I had been reading ‘The House on Clewe Street’ by Mary Lavin, and I noticed that there was a list of books by other Irish authors. I saw many familiar names and titles, but I also saw an unfamiliar title and the name of an author that I thought – no, I knew – that Virago hadn’t published.
‘My Cousin Justin’ by Margaret Barrington.
I couldn’t find out much at all about the author or the book, but I saw reasonable priced copies, and so I decided to take a chance.
When my book arrived, when I started to read, I found that had bought a historical novel set during turbulent years in the early years of the twentieth century.
The Thorauld family made its fortune on spinning mills and built a large, grand, stone house on the north-west coast of Ireland.
“North the land lies in great tongues out into the sea, protected by walls of black basalt, heave, rounded, smooth as a belly. When these bens do not present an even front to the ocean, the sea pours in over rocks and sand-bars, forming long, sandy bays which lie golden and blue under the summer sun, bleak and wind-swept in the winter storms.
At the foot of one of these little bays, sheltered by green hills lay the little village of Glasthule. Beyond the hills stretched the great moors rising gradually to the heights of the Slieve Dhu range. It lay cosy and snug, like an egg in the nest, forty houses or so, squat whitewashed buldings, golden-thatched, the roofs fasten with ropes and weighed down with stones. They surrounded a triangular green on which geese of unknown age and ownership grazed.
At the south corner of the green, near the church, there stood, apart from the other houses, a grey stone building. It was built in the French stly, surrounding a cobbled courtyard, and showed a bare front and shuttered windows to the world ….”
It was here, “forgotten and it seemed abandoned” by parents who lived abroad, that cousins Loulie Delahaie and Justin Thorauld grew up. They were educated at home by their grandfather, in a household that was managed by his unmarried daughter. They were set apart from the village children, because they were gentry and because they were different; and so they grew wild and they grew close.
Loulie tells the story, and her account of these childhood years is rich and it is very well told. She catches the atmosphere of the old house, the dynamics of the small family group, the wild bleak landscape, and so many adventures that the cousins share.

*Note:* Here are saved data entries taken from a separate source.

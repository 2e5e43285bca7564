//! Protobuf-compatible wire primitives.
//!
//! Every field is prefixed by a key `field << 3 | wire_type`. Integers use
//! LEB128 varints, floats are fixed-width little-endian, and strings, nested
//! messages and packed repeated fields are length-delimited.

use byteorder::{ByteOrder, LittleEndian};

use super::record::Record;
use crate::util::{Error, Result};

/// Maximum number of bytes a u64 varint can occupy.
pub const MAX_VARINT_LEN: usize = 10;

/// Wire type carried in the low three bits of a field key.
#[derive(Debug, Clone, Copy, PartialEq, Eq)]
pub enum WireType {
    Varint,
    Fixed64,
    LengthDelimited,
    Fixed32,
}

impl WireType {
    /// Decode a wire type from the low bits of a key.
    pub fn from_bits(bits: u8) -> Result<Self> {
        match bits {
            0 => Ok(Self::Varint),
            1 => Ok(Self::Fixed64),
            2 => Ok(Self::LengthDelimited),
            5 => Ok(Self::Fixed32),
            other => Err(Error::corrupt(format!("unsupported wire type {other}"))),
        }
    }

    /// Wire type bits for key encoding.
    pub fn bits(self) -> u8 {
        match self {
            Self::Varint => 0,
            Self::Fixed64 => 1,
            Self::LengthDelimited => 2,
            Self::Fixed32 => 5,
        }
    }
}

/// Append `value` as a LEB128 varint.
pub fn encode_varint(mut value: u64, buf: &mut Vec<u8>) {
    loop {
        let mut byte = (value & 0x7F) as u8;
        value >>= 7;
        if value != 0 {
            byte |= 0x80;
        }
        buf.push(byte);
        if value == 0 {
            break;
        }
    }
}

/// Decode a LEB128 varint from `buf` starting at `*pos`, advancing `*pos`.
///
/// Running off the end of `buf` is a [`Error::ShortRead`]; a varint longer
/// than ten bytes is a [`Error::CorruptRecord`].
pub fn decode_varint(buf: &[u8], pos: &mut usize) -> Result<u64> {
    let mut result: u64 = 0;
    let mut shift: u32 = 0;
    for _ in 0..MAX_VARINT_LEN {
        let Some(&byte) = buf.get(*pos) else {
            return Err(Error::ShortRead(*pos as u64));
        };
        *pos += 1;

        let payload = (byte & 0x7F) as u64;
        if shift == 63 && payload > 1 {
            return Err(Error::corrupt("varint overflows u64"));
        }
        result |= payload << shift;
        if byte & 0x80 == 0 {
            return Ok(result);
        }
        shift += 7;
    }
    Err(Error::corrupt("varint longer than 10 bytes"))
}

/// Number of bytes `value` occupies as a varint.
pub fn varint_size(mut value: u64) -> usize {
    let mut size = 1;
    while value >= 0x80 {
        value >>= 7;
        size += 1;
    }
    size
}

/// Field encoder writing into an owned buffer.
///
/// Scalar writers skip default values (zero, empty), matching proto3.
#[derive(Debug, Default)]
pub struct Encoder {
    buf: Vec<u8>,
}

impl Encoder {
    pub fn new() -> Self {
        Self::default()
    }

    /// Consume the encoder and return the encoded bytes.
    pub fn into_bytes(self) -> Vec<u8> {
        self.buf
    }

    #[inline]
    pub fn len(&self) -> usize {
        self.buf.len()
    }

    #[inline]
    pub fn is_empty(&self) -> bool {
        self.buf.is_empty()
    }

    fn key(&mut self, field: u32, wire: WireType) {
        encode_varint(((field as u64) << 3) | wire.bits() as u64, &mut self.buf);
    }

    pub fn uint64(&mut self, field: u32, value: u64) {
        if value != 0 {
            self.key(field, WireType::Varint);
            encode_varint(value, &mut self.buf);
        }
    }

    pub fn int64(&mut self, field: u32, value: i64) {
        self.uint64(field, value as u64);
    }

    /// Negative values are sign-extended to ten bytes, as protobuf does.
    pub fn int32(&mut self, field: u32, value: i32) {
        self.uint64(field, value as i64 as u64);
    }

    /// Compared bitwise so that `-0.0` survives a round trip.
    pub fn float(&mut self, field: u32, value: f32) {
        if value.to_bits() != 0 {
            self.key(field, WireType::Fixed32);
            let mut bytes = [0u8; 4];
            LittleEndian::write_f32(&mut bytes, value);
            self.buf.extend_from_slice(&bytes);
        }
    }

    pub fn string(&mut self, field: u32, value: &str) {
        if !value.is_empty() {
            self.bytes(field, value.as_bytes());
        }
    }

    /// Length-delimited field. Always written, even when empty.
    pub fn bytes(&mut self, field: u32, value: &[u8]) {
        self.key(field, WireType::LengthDelimited);
        encode_varint(value.len() as u64, &mut self.buf);
        self.buf.extend_from_slice(value);
    }

    /// Nested message. Always written, so an empty message stays present.
    pub fn message<R: Record>(&mut self, field: u32, record: &R) {
        self.nested(field, |enc| record.encode(enc));
    }

    /// Nested message built by a closure (used for map entries).
    pub fn nested(&mut self, field: u32, build: impl FnOnce(&mut Encoder)) {
        let mut inner = Encoder::new();
        build(&mut inner);
        self.bytes(field, &inner.buf);
    }

    pub fn packed_f32(&mut self, field: u32, values: &[f32]) {
        if values.is_empty() {
            return;
        }
        self.key(field, WireType::LengthDelimited);
        encode_varint((values.len() * 4) as u64, &mut self.buf);
        let start = self.buf.len();
        self.buf.resize(start + values.len() * 4, 0);
        LittleEndian::write_f32_into(values, &mut self.buf[start..]);
    }

    pub fn packed_u64(&mut self, field: u32, values: &[u64]) {
        if values.is_empty() {
            return;
        }
        let mut body = Vec::with_capacity(values.len() * 2);
        for &v in values {
            encode_varint(v, &mut body);
        }
        self.bytes(field, &body);
    }
}

/// Field decoder over a borrowed record body.
pub struct Decoder<'a> {
    buf: &'a [u8],
    pos: usize,
}

impl<'a> Decoder<'a> {
    pub fn new(buf: &'a [u8]) -> Self {
        Self { buf, pos: 0 }
    }

    /// Bytes not yet consumed.
    #[inline]
    pub fn remaining(&self) -> usize {
        self.buf.len() - self.pos
    }

    /// Read the next field key, or `None` at the end of the body.
    pub fn next_key(&mut self) -> Result<Option<(u32, WireType)>> {
        if self.remaining() == 0 {
            return Ok(None);
        }
        let key = self.read_varint()?;
        let wire = WireType::from_bits((key & 0x7) as u8)?;
        let field = key >> 3;
        if field == 0 || field > u32::MAX as u64 {
            return Err(Error::corrupt(format!("invalid field number {field}")));
        }
        Ok(Some((field as u32, wire)))
    }

    /// Varints inside a framed body can only be truncated by corruption.
    pub fn read_varint(&mut self) -> Result<u64> {
        decode_varint(self.buf, &mut self.pos).map_err(|e| match e {
            Error::ShortRead(_) => Error::corrupt("truncated varint"),
            other => other,
        })
    }

    pub fn read_u64(&mut self, wire: WireType) -> Result<u64> {
        expect(wire, WireType::Varint)?;
        self.read_varint()
    }

    pub fn read_i64(&mut self, wire: WireType) -> Result<i64> {
        Ok(self.read_u64(wire)? as i64)
    }

    pub fn read_i32(&mut self, wire: WireType) -> Result<i32> {
        Ok(self.read_u64(wire)? as i32)
    }

    pub fn read_f32(&mut self, wire: WireType) -> Result<f32> {
        expect(wire, WireType::Fixed32)?;
        Ok(LittleEndian::read_f32(self.take(4)?))
    }

    pub fn read_bytes(&mut self, wire: WireType) -> Result<&'a [u8]> {
        expect(wire, WireType::LengthDelimited)?;
        let len = self.read_varint()?;
        let len = usize::try_from(len).map_err(|_| Error::corrupt("length overflows usize"))?;
        self.take(len)
    }

    pub fn read_string(&mut self, wire: WireType) -> Result<String> {
        let bytes = self.read_bytes(wire)?;
        String::from_utf8(bytes.to_vec()).map_err(|e| Error::corrupt(format!("invalid UTF-8: {e}")))
    }

    pub fn read_message<R: Record>(&mut self, wire: WireType) -> Result<R> {
        R::from_bytes(self.read_bytes(wire)?)
    }

    /// Append a repeated float field, accepting packed and unpacked encodings.
    pub fn read_packed_f32(&mut self, wire: WireType, out: &mut Vec<f32>) -> Result<()> {
        if wire == WireType::Fixed32 {
            out.push(self.read_f32(wire)?);
            return Ok(());
        }
        let body = self.read_bytes(wire)?;
        if body.len() % 4 != 0 {
            return Err(Error::corrupt("packed float field is not a multiple of 4 bytes"));
        }
        let start = out.len();
        out.resize(start + body.len() / 4, 0.0);
        LittleEndian::read_f32_into(body, &mut out[start..]);
        Ok(())
    }

    /// Append a repeated varint field, accepting packed and unpacked encodings.
    pub fn read_packed_u64(&mut self, wire: WireType, out: &mut Vec<u64>) -> Result<()> {
        if wire == WireType::Varint {
            out.push(self.read_varint()?);
            return Ok(());
        }
        let mut inner = Decoder::new(self.read_bytes(wire)?);
        while inner.remaining() > 0 {
            out.push(inner.read_varint()?);
        }
        Ok(())
    }

    /// Skip a field this record does not know about.
    pub fn skip(&mut self, wire: WireType) -> Result<()> {
        match wire {
            WireType::Varint => {
                self.read_varint()?;
            }
            WireType::Fixed64 => {
                self.take(8)?;
            }
            WireType::Fixed32 => {
                self.take(4)?;
            }
            WireType::LengthDelimited => {
                self.read_bytes(wire)?;
            }
        }
        Ok(())
    }

    fn take(&mut self, len: usize) -> Result<&'a [u8]> {
        if len > self.remaining() {
            return Err(Error::corrupt(format!(
                "field needs {len} bytes, only {} left",
                self.remaining()
            )));
        }
        let slice = &self.buf[self.pos..self.pos + len];
        self.pos += len;
        Ok(slice)
    }
}

fn expect(actual: WireType, expected: WireType) -> Result<()> {
    if actual == expected {
        Ok(())
    } else {
        Err(Error::corrupt(format!("expected {expected:?} field, found {actual:?}")))
    }
}
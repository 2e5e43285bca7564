use super::*;
use crate::codec::{encode_delimited, read_delimited};
use crate::container::format::{decode_offset, HEADER_SIZE, OVF_MAGIC};
use crate::model::{Job, JobLut, VectorBlock, WorkPlane, WorkPlaneLut};
use crate::util::{Error, Result};
use tempfile::NamedTempFile;

fn square() -> VectorBlock {
    VectorBlock::line_sequence(&[(0.0, 0.0), (10.0, 0.0), (10.0, 10.0), (0.0, 10.0), (0.0, 0.0)])
}

fn header_offset(bytes: &[u8]) -> u64 {
    let mut raw = [0u8; 8];
    raw.copy_from_slice(&bytes[4..12]);
    decode_offset(raw)
}

fn job_lut_of(bytes: &[u8]) -> Result<JobLut> {
    read_delimited(bytes, header_offset(bytes))
}

#[test]
fn test_write_empty_job() -> Result<()> {
    let temp = NamedTempFile::new()?;
    let path = temp.path();

    let writer = JobWriter::create(path, &Job::named("empty"))?;
    writer.finish()?;

    let bytes = std::fs::read(path)?;
    assert_eq!(&bytes[0..4], OVF_MAGIC);

    let lut = job_lut_of(&bytes)?;
    assert!(lut.work_plane_positions.is_empty());
    // job shell comes right after the header
    assert_eq!(lut.job_shell_position, HEADER_SIZE as u64);

    let shell: Job = read_delimited(&bytes, lut.job_shell_position)?;
    assert_eq!(shell.name(), "empty");
    assert_eq!(shell.num_work_planes, 0);
    Ok(())
}

#[test]
fn test_work_plane_block_layout() -> Result<()> {
    let temp = NamedTempFile::new()?;
    let path = temp.path();

    let mut writer = JobWriter::create(path, &Job::named("layout"))?;
    let mut wp = writer.append_work_plane(&WorkPlane::at_height(0.05))?;
    wp.append_vector_block(&square())?;
    wp.finish()?;
    writer.finish()?;

    let bytes = std::fs::read(path)?;
    let job_lut = job_lut_of(&bytes)?;
    assert_eq!(job_lut.work_plane_positions, vec![HEADER_SIZE as u64]);

    // placeholder holds the WorkPlane LUT offset
    let mut raw = [0u8; 8];
    raw.copy_from_slice(&bytes[12..20]);
    let wp_lut: WorkPlaneLut = read_delimited(&bytes, decode_offset(raw))?;

    // first vector block follows the placeholder directly
    assert_eq!(wp_lut.vector_blocks_positions, vec![20]);
    let block: VectorBlock = read_delimited(&bytes, 20)?;
    assert_eq!(block, square());

    let shell: WorkPlane = read_delimited(&bytes, wp_lut.work_plane_shell_position)?;
    assert_eq!(shell.num_blocks, 1);
    assert_eq!(shell.z_pos_in_mm, 0.05);
    Ok(())
}

#[test]
fn test_shell_ignores_caller_children_and_numbering() -> Result<()> {
    let temp = NamedTempFile::new()?;
    let path = temp.path();

    let mut job = Job::named("numbering");
    job.num_work_planes = 42;
    job.work_planes.push(WorkPlane::at_height(9.0));

    let mut plane = WorkPlane::at_height(0.1);
    plane.work_plane_number = 17;
    plane.num_blocks = 5;
    plane.vector_blocks.push(square());

    {
        let mut writer = JobWriter::create(path, &job)?;
        for _ in 0..3 {
            let wp = writer.append_work_plane(&plane)?;
            wp.finish()?;
        }
        assert_eq!(writer.num_work_planes(), 3);
        writer.finish()?;
    }

    let bytes = std::fs::read(path)?;
    let lut = job_lut_of(&bytes)?;
    let shell: Job = read_delimited(&bytes, lut.job_shell_position)?;
    assert_eq!(shell.num_work_planes, 3);
    assert!(shell.work_planes.is_empty());

    for (i, &placeholder) in lut.work_plane_positions.iter().enumerate() {
        let mut raw = [0u8; 8];
        raw.copy_from_slice(&bytes[placeholder as usize..placeholder as usize + 8]);
        let wp_lut: WorkPlaneLut = read_delimited(&bytes, decode_offset(raw))?;
        assert!(wp_lut.vector_blocks_positions.is_empty());
        let wp: WorkPlane = read_delimited(&bytes, wp_lut.work_plane_shell_position)?;
        assert_eq!(wp.work_plane_number, i as u32);
        assert_eq!(wp.num_blocks, 0);
        assert!(wp.vector_blocks.is_empty());
    }
    Ok(())
}

#[test]
fn test_drop_finalizes_both_scopes() -> Result<()> {
    let temp = NamedTempFile::new()?;
    let path = temp.path();

    {
        let mut writer = JobWriter::create(path, &Job::named("drop"))?;
        let mut wp = writer.append_work_plane(&WorkPlane::at_height(1.0))?;
        wp.append_vector_block(&square())?;
    }

    let bytes = std::fs::read(path)?;
    let lut = job_lut_of(&bytes)?;
    assert_eq!(lut.work_plane_positions.len(), 1);
    Ok(())
}

#[test]
fn test_finalize_twice_matches_once() -> Result<()> {
    let once = NamedTempFile::new()?;
    let twice = NamedTempFile::new()?;

    for (path, repeat) in [(once.path(), 1), (twice.path(), 2)] {
        let mut writer = JobWriter::create(path, &Job::named("idempotent"))?;
        {
            let mut wp = writer.append_work_plane(&WorkPlane::at_height(0.2))?;
            wp.append_vector_block(&square())?;
            for _ in 0..repeat {
                wp.finalize()?;
            }
            assert!(wp.is_finalized());
        }
        for _ in 0..repeat {
            writer.finalize()?;
        }
        assert!(writer.is_finalized());
        assert_eq!(writer.position(), None);
    }

    assert_eq!(std::fs::read(once.path())?, std::fs::read(twice.path())?);
    Ok(())
}

#[test]
fn test_append_after_finalize_fails_without_writing() -> Result<()> {
    let reference = NamedTempFile::new()?;
    let checked = NamedTempFile::new()?;

    for (path, append_late) in [(reference.path(), false), (checked.path(), true)] {
        let mut writer = JobWriter::create(path, &Job::named("closed"))?;
        {
            let mut wp = writer.append_work_plane(&WorkPlane::at_height(0.3))?;
            wp.append_vector_block(&square())?;
            wp.finalize()?;
            if append_late {
                let err = wp.append_vector_block(&square()).unwrap_err();
                assert!(matches!(err, Error::UseAfterFinalize("WorkPlaneWriter")));
                assert_eq!(wp.num_blocks(), 1);
            }
        }
        writer.finalize()?;
        if append_late {
            let err = writer.append_work_plane(&WorkPlane::default()).err();
            assert!(matches!(err, Some(Error::UseAfterFinalize("JobWriter"))));
        }
    }

    assert_eq!(std::fs::read(reference.path())?, std::fs::read(checked.path())?);
    Ok(())
}

#[test]
fn test_leaked_work_plane_blocks_new_scopes() -> Result<()> {
    let temp = NamedTempFile::new()?;
    let mut writer = JobWriter::create(temp.path(), &Job::named("leak"))?;

    let wp = writer.append_work_plane(&WorkPlane::default())?;
    std::mem::forget(wp);

    let err = writer.append_work_plane(&WorkPlane::default()).err();
    assert!(matches!(err, Some(Error::ExclusivityViolation(_))));
    assert!(matches!(writer.finalize(), Err(Error::ExclusivityViolation(_))));
    assert!(!writer.is_finalized());
    Ok(())
}

#[test]
fn test_create_in_missing_directory() {
    let dir = tempfile::tempdir().unwrap();
    let path = dir.path().join("missing").join("out.ovf");
    let err = JobWriter::create(&path, &Job::default()).err();
    match err {
        Some(Error::SinkOpen { path: p, .. }) => assert_eq!(p, path),
        other => panic!("expected SinkOpen, got {other:?}"),
    }
}

#[test]
fn test_cursor_only_moves_forward() -> Result<()> {
    let temp = NamedTempFile::new()?;
    let mut writer = JobWriter::create(temp.path(), &Job::named("cursor"))?;
    assert_eq!(writer.position(), Some(HEADER_SIZE as u64));

    let mut last = HEADER_SIZE as u64;
    for z in [0.1f32, 0.2, 0.3] {
        {
            let mut wp = writer.append_work_plane(&WorkPlane::at_height(z))?;
            wp.append_vector_block(&square())?;
            wp.append_vector_block(&square())?;
        }
        let pos = writer.position().unwrap();
        assert!(pos > last);
        assert_eq!(pos, std::fs::metadata(temp.path())?.len());
        last = pos;
    }
    writer.finish()?;
    Ok(())
}

fn append_square_and_drop(mut wp: WorkPlaneWriter<'_>) -> Result<()> {
    wp.append_vector_block(&square())
}

#[test]
fn test_moved_work_plane_finalizes_once() -> Result<()> {
    let temp = NamedTempFile::new()?;
    let path = temp.path();

    {
        let mut writer = JobWriter::create(path, &Job::named("moved"))?;
        {
            let mut wp = writer.append_work_plane(&WorkPlane::at_height(0.5))?;
            wp.append_vector_block(&square())?;
            let moved = wp;
            let mut held = vec![moved];
            append_square_and_drop(held.pop().unwrap())?;
            assert!(held.is_empty());
        }
        assert_eq!(writer.num_work_planes(), 1);
        writer.finish()?;
    }

    let bytes = std::fs::read(path)?;
    let job_lut = job_lut_of(&bytes)?;
    assert_eq!(job_lut.work_plane_positions, vec![HEADER_SIZE as u64]);

    let mut raw = [0u8; 8];
    raw.copy_from_slice(&bytes[12..20]);
    let lut_offset = decode_offset(raw);
    let wp_lut: WorkPlaneLut = read_delimited(&bytes, lut_offset)?;
    assert_eq!(wp_lut.vector_blocks_positions.len(), 2);

    // blocks, one shell, one LUT, then straight into the job shell
    let shell: WorkPlane = read_delimited(&bytes, wp_lut.work_plane_shell_position)?;
    assert_eq!(shell.num_blocks, 2);
    let shell_len = encode_delimited(&shell).len() as u64;
    assert_eq!(wp_lut.work_plane_shell_position + shell_len, lut_offset);
    let lut_len = encode_delimited(&wp_lut).len() as u64;
    assert_eq!(lut_offset + lut_len, job_lut.job_shell_position);
    Ok(())
}

#[cfg(target_os = "linux")]
#[test]
fn test_failed_work_plane_is_reported_by_job() -> Result<()> {
    let mut writer = JobWriter::create("/dev/full", &Job::named("full"))?;
    let mut wp = writer.append_work_plane(&WorkPlane::at_height(0.1))?;
    // buffered, so the disk is not touched yet
    wp.append_vector_block(&square())?;
    assert!(matches!(wp.finish(), Err(Error::Io(_))));

    let err = writer.append_work_plane(&WorkPlane::default()).err();
    assert!(matches!(err, Some(Error::WriterFailed(_))));
    match writer.finalize() {
        Err(Error::WriterFailed(msg)) => assert!(msg.contains("I/O error"), "{msg}"),
        other => panic!("expected WriterFailed, got {other:?}"),
    }
    assert!(matches!(writer.finish(), Err(Error::WriterFailed(_))));
    Ok(())
}

#[cfg(target_os = "linux")]
#[test]
fn test_failed_finalize_is_not_retried_as_success() -> Result<()> {
    let mut writer = JobWriter::create("/dev/full", &Job::named("full"))?;
    assert!(matches!(writer.finalize(), Err(Error::Io(_))));
    assert!(writer.is_finalized());
    assert!(matches!(writer.finalize(), Err(Error::WriterFailed(_))));
    assert!(matches!(writer.finish(), Err(Error::WriterFailed(_))));
    Ok(())
}
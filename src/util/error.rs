//! Error types for the OVF library.

use std::path::PathBuf;
use thiserror::Error;

/// Main error type for OVF operations.
#[derive(Error, Debug)]
pub enum Error {
    /// Output file could not be created or opened for writing
    #[error("Failed to open {path} for writing: {source}")]
    SinkOpen {
        path: PathBuf,
        #[source]
        source: std::io::Error,
    },

    /// Append attempted on a scope that has already been finalized
    #[error("Cannot append to a finalized {0}")]
    UseAfterFinalize(&'static str),

    /// A second child scope was opened while another is still open,
    /// or a parent was finalized with an open child
    #[error("Scope exclusivity violated: {0}")]
    ExclusivityViolation(String),

    /// Malformed length-delimited record
    #[error("Corrupt record: {0}")]
    CorruptRecord(String),

    /// Data is truncated, or an offset points at/past the end of the stream
    #[error("Unexpected end of data at position {0}")]
    ShortRead(u64),

    /// File does not exist or cannot be accessed
    #[error("File not found: {0}")]
    FileNotFound(PathBuf),

    /// Invalid magic bytes at start of file
    #[error("Invalid OVF file: expected magic bytes")]
    InvalidMagic,

    /// Work plane index out of bounds
    #[error("Work plane index {index} out of bounds (count: {count})")]
    WorkPlaneOutOfBounds { index: usize, count: usize },

    /// Vector block index out of bounds
    #[error("Vector block index {index} out of bounds (count: {count})")]
    VectorBlockOutOfBounds { index: usize, count: usize },

    /// Caller supplied an unusable argument
    #[error("Invalid argument: {0}")]
    InvalidArgument(String),

    /// Model source could not be parsed
    #[error("Invalid model: {0}")]
    InvalidModel(String),

    /// Job configuration could not be loaded
    #[error("Invalid configuration: {0}")]
    Config(String),

    /// Memory mapping failed
    #[error("Memory mapping failed: {0}")]
    MmapFailed(String),

    /// An earlier write failed; the file is incomplete.
    #[error("Writer failed earlier and cannot continue: {0}")]
    WriterFailed(String),

    /// I/O error
    #[error("I/O error: {0}")]
    Io(#[from] std::io::Error),
}

impl Error {
    /// Create a corrupt record error.
    pub fn corrupt(msg: impl Into<String>) -> Self {
        Self::CorruptRecord(msg.into())
    }

    /// Create an invalid argument error.
    pub fn invalid_arg(msg: impl Into<String>) -> Self {
        Self::InvalidArgument(msg.into())
    }

    /// Create an invalid model error.
    pub fn invalid_model(msg: impl Into<String>) -> Self {
        Self::InvalidModel(msg.into())
    }
}

/// Result type alias for OVF operations.
pub type Result<T> = std::result::Result<T, Error>;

The story loses a little when they are parted.
Justin is sent away to school, and then he is sent away to fight in the Great War. He marries in haste, believing that he will not return from the front, and his bride creates a sensation when she appear at his grandfather’s house.
Loulie’s parents return to Ireland and she is sent to live with them in a very different part of the country. Unhappy there, she escapes to college in Dublin. Then she finds work on a newspaper, she is drawn into the Republican movement, and that brings Egan – a boy from the village who had clashed with Justin – back into her life. He is a Republican too, a gunman on the run from the Black and Tans. She hides him, she falls in love with him, and they marry.
But Loulie finds that she and her husband are as mismatched as Justin and his bride; and that their shared cause was more important to him than it was to her.
The arc of their relationship is caught beautifully.
“I knew full well that Egan was slipping away from me, that I did not possess the wisdom to hold him, and if I did I could not use it. I knew that it would be better to leave him now than to watch him drift away, but I could not. There were times when I wished I could kill him to rid myself of this tyranny of love, yet I knew that not even death would set me free. It was a tyranny born as much in the mind as in the senses. I was caught up like a rabbit in a snare, and I did not know which way to turn.”
The human story is always at the forefront, but the bigger history is well explained.
I felt that I knew Loulie well, but I would have liked to have seen a little more of Justin’s and Owen’s lives and to understand a little better how they became the men they were.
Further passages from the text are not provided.